Data extracts:

#[uniffi::export]
impl BlitzSession {
    #[uniffi::constructor]
    pub fn new() -> Arc<Self> {
        let mut generator = Generator::new();
        let game = BlitzGame::new(&mut generator);
        Arc::new(Self {
            state: Mutex::new(BlitzSessionState { game, generator }),
        })
    }

    pub fn state(&self) -> BlitzState {
        match self.state.lock().unwrap().game.phase() {
            BlitzPhase::Ready => BlitzState::Ready,
            BlitzPhase::Playing => BlitzState::Playing,
            BlitzPhase::Finished => BlitzState::Finished,
        }
    }

    pub fn start(&self) {
        let mut state = self.state.lock().unwrap();
        let BlitzSessionState { game, generator } = &mut *state;
        game.start(generator);
    }

    /// Run the clock down; returns `true` when this tick ended the game
    pub fn tick(&self, elapsed_ms: u64) -> bool {
        self.state
            .lock()
            .unwrap()
            .game
            .tick(Duration::from_millis(elapsed_ms))
    }

    /// Answer the current square; `None` unless playing
    pub fn answer(&self, is_white: bool) -> Option<bool> {
        let mut state = self.state.lock().unwrap();
        let BlitzSessionState { game, generator } = &mut *state;
        game.answer(tone(is_white), generator)
    }

    pub fn square(&self) -> BoardSquare {
        self.state.lock().unwrap().game.square().into()
    }

    pub fn remaining_ms(&self) -> u64 {
        duration_ms(self.state.lock().unwrap().game.remaining())
    }

    pub fn score(&self) -> u32 {
        self.state.lock().unwrap().game.score()
    }
}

What to do:
Whatever else the listing above holds, retype exactly only the lines from the one containing "pub fn answer(&self, is_white: bool)" to the one containing "pub fn score(&self)", both ends kept.

Result of the task:
    pub fn answer(&self, is_white: bool) -> Option<bool> {
        let mut state = self.state.lock().unwrap();
        let BlitzSessionState { game, generator } = &mut *state;
        game.answer(tone(is_white), generator)
    }

    pub fn square(&self) -> BoardSquare {
        self.state.lock().unwrap().game.square().into()
    }

    pub fn remaining_ms(&self) -> u64 {
        duration_ms(self.state.lock().unwrap().game.remaining())
    }

    pub fn score(&self) -> u32 {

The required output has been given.